If you're a new reader to my blog, welcome!  I am the mom to two sons who were diagnosed a little over 2 1/2 years ago with autism and Asperger's respectively.  About a year later after our family drove across the country to attend a national Autism Society of America conference in Illinois, I came to the self-realization or should I say allowed myself to accept the fact that I had grown up as an undiagnosed girl / woman with Asperger's.  Yes kiddos, your Mom is on the spectrum too!  (No wonder we thought Dad was the weird one. He's the only neuro-typical in the bunch, whatever that means!)  We don't allow autism to define us in our family but we realize that it certainly comes with a wide variety of challenges and co-morbidities. Although the diagnosis is not something I would think any parent looks forward to hearing, in some ways it is a relief because now at least we know a little bit more about what we're dealing with.  Although autism is a spectrum disorder meaning that no two people with autism or Asperger's are the same or will present their symptoms or autism in the same way, there are some similarities that I share with my children and it allows me a perspective in parenting that I feel God blessed me with for a reason.  His reason...  one I still work on understanding at times!
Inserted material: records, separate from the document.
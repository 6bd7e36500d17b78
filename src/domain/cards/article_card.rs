use super::format::{html_escape, long_date, outbound_link};
use crate::domain::models::article::ArticleSummary;
use crate::domain::models::feed::Card;
use crate::error::FeedError;

pub const PLACEHOLDER_COVER_IMAGE: &str = "https://via.placeholder.com/400x200?text=Dev.to+Article";

const MAX_TAGS: usize = 3;

pub fn article_card(article: &ArticleSummary) -> Result<Card, FeedError> {
    let link = outbound_link(&article.title, &article.url)?;
    let cover = article
        .cover_image
        .as_deref()
        .filter(|url| !url.is_empty())
        .unwrap_or(PLACEHOLDER_COVER_IMAGE);
    let title = html_escape(&article.title);
    let description = html_escape(article.description.as_deref().unwrap_or_default());
    let tags: String = article
        .tags
        .iter()
        .take(MAX_TAGS)
        .map(|tag| format!("<span class=\"blog-tag\">#{}</span>", html_escape(tag)))
        .collect();

    let html = format!(
        r#"<article class="blog-post-card">
    <div class="blog-post-image">
        <img src="{cover}" alt="{title}" loading="lazy">
    </div>
    <div class="blog-post-content">
        <div class="blog-post-meta">
            <span class="blog-post-date">{date}</span>
            <span class="blog-post-reading-time">{reading} min read</span>
        </div>
        <h3 class="blog-post-title">{title}</h3>
        <p class="blog-post-description">{description}</p>
        <div class="blog-post-tags">{tags}</div>
        <div class="blog-post-stats">
            <span><i class="fas fa-heart"></i> {reactions}</span>
            <span><i class="fas fa-comment"></i> {comments}</span>
        </div>
        <a href="{link}" class="blog-post-link" target="_blank" rel="noopener noreferrer">
            Read on Dev.to <i class="fas fa-external-link-alt"></i>
        </a>
    </div>
</article>
"#,
        cover = html_escape(cover),
        date = long_date(&article.published_at),
        reading = article.reading_time_minutes,
        reactions = article.reactions_count,
        comments = article.comments_count,
    );

    Ok(Card {
        key: article.title.clone(),
        html,
    })
}

#[cfg(test)]
pub(crate) mod fixtures {
    use super::*;
    use chrono::{TimeZone, Utc};

    pub fn article(title: &str) -> ArticleSummary {
        ArticleSummary {
            title: title.to_string(),
            description: Some(format!("All about {title}")),
            cover_image: Some("https://media.dev.to/cover.png".to_string()),
            published_at: Utc.with_ymd_and_hms(2024, 1, 15, 9, 0, 0).single().unwrap(),
            reading_time_minutes: 7,
            tags: vec![
                "aws".to_string(),
                "devops".to_string(),
                "terraform".to_string(),
                "cloud".to_string(),
            ],
            reactions_count: 42,
            comments_count: 5,
            url: format!("https://dev.to/fidelisesq/{title}"),
        }
    }
}

#[cfg(test)]
mod tests {
    use super::fixtures::article;
    use super::*;

    #[test]
    fn test_renders_all_fields() {
        let card = article_card(&article("cloudfront")).unwrap();
        assert_eq!(card.key, "cloudfront");
        assert!(card.html.contains("src=\"https://media.dev.to/cover.png\""));
        assert!(card.html.contains("January 15, 2024"));
        assert!(card.html.contains("7 min read"));
        assert!(card.html.contains("<h3 class=\"blog-post-title\">cloudfront</h3>"));
        assert!(card.html.contains("All about cloudfront"));
        assert!(card.html.contains("<i class=\"fas fa-heart\"></i> 42"));
        assert!(card.html.contains("<i class=\"fas fa-comment\"></i> 5"));
        assert!(card.html.contains("href=\"https://dev.to/fidelisesq/cloudfront\""));
        assert!(card.html.contains("target=\"_blank\""));
    }

    #[test]
    fn test_only_first_three_tags() {
        let card = article_card(&article("tags")).unwrap();
        assert!(card.html.contains("#aws"));
        assert!(card.html.contains("#devops"));
        assert!(card.html.contains("#terraform"));
        assert!(!card.html.contains("#cloud"));
        assert_eq!(card.html.matches("class=\"blog-tag\"").count(), 3);
    }

    #[test]
    fn test_missing_optional_fields() {
        let mut input = article("bare");
        input.cover_image = None;
        input.description = None;
        input.tags.clear();
        let card = article_card(&input).unwrap();
        assert!(card.html.contains(&format!(
            "src=\"{}\"",
            html_escape(PLACEHOLDER_COVER_IMAGE)
        )));
        assert!(card.html.contains("<p class=\"blog-post-description\"></p>"));
        assert!(!card.html.contains("blog-tag\""));

        input.cover_image = Some(String::new());
        let card = article_card(&input).unwrap();
        assert!(card.html.contains("via.placeholder.com"));
    }

    #[test]
    fn test_escapes_markup() {
        let mut input = article("x");
        input.title = "<script>alert(1)</script>".to_string();
        let card = article_card(&input).unwrap();
        assert!(!card.html.contains("<script>"));
        assert!(card.html.contains("&lt;script&gt;"));
    }

    #[test]
    fn test_rejects_non_http_link() {
        let mut input = article("x");
        input.url = "javascript:void(0)".to_string();
        assert!(matches!(
            article_card(&input),
            Err(FeedError::Render { .. })
        ));
    }
}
Well, I digressed a bit but I wanted to make sure that new readers to my blog or those who hadn't been here in awhile understood a bit about our family dynamic before I went into what happened with our family at church on Christmas Eve.

John thought that it would be nice for us to attend church as a family.  Although we talk about it regularly, we wanted to show the kids that there is a reason for the Christmas season that isn't just Santa Claus and gifts. We all enjoy singing and thought it might be nice to attend service, sing some holiday themed worship songs and listen to a message that we anticipated would be uplifting and heart-warming.

Normally Ryan is attended to in the church preschool.  The couple that watches him and other 4 & 5 year olds know that he has autism.  They are aware of many of his challenges and they give us a pager so that should Ryan have a special need during a service that is one that there is trouble handling, we can discreetly leave and attend to him.  During his potty-training stage, we were buzzed once and I think there was one other incident as well but most every week has been a positive one.  

Although Ryan usually stims in one form or another (spinning is a common one at church) and does frequently get a case of "the sillies" or "wild body", we believe he is accepted and loved in the preschool classroom.  There is a wonderful couple watching him.  We look forward to hearing him talk about God and seeing each week what church lesson coloring sheet he has colored for us in orange.  Always orange! If they ever run out of orange, there may be an issue!  A dear friend and also Aspierations blog reader, June sent Ryan a package of 64 orange Crayola crayons for Christmas.  June, if you're out there, the crayons were SUCH a huge hit and quite the surprise.  "64 Orange Crayons?  64 ORANGE CRAYONS? Oh My GOSH!"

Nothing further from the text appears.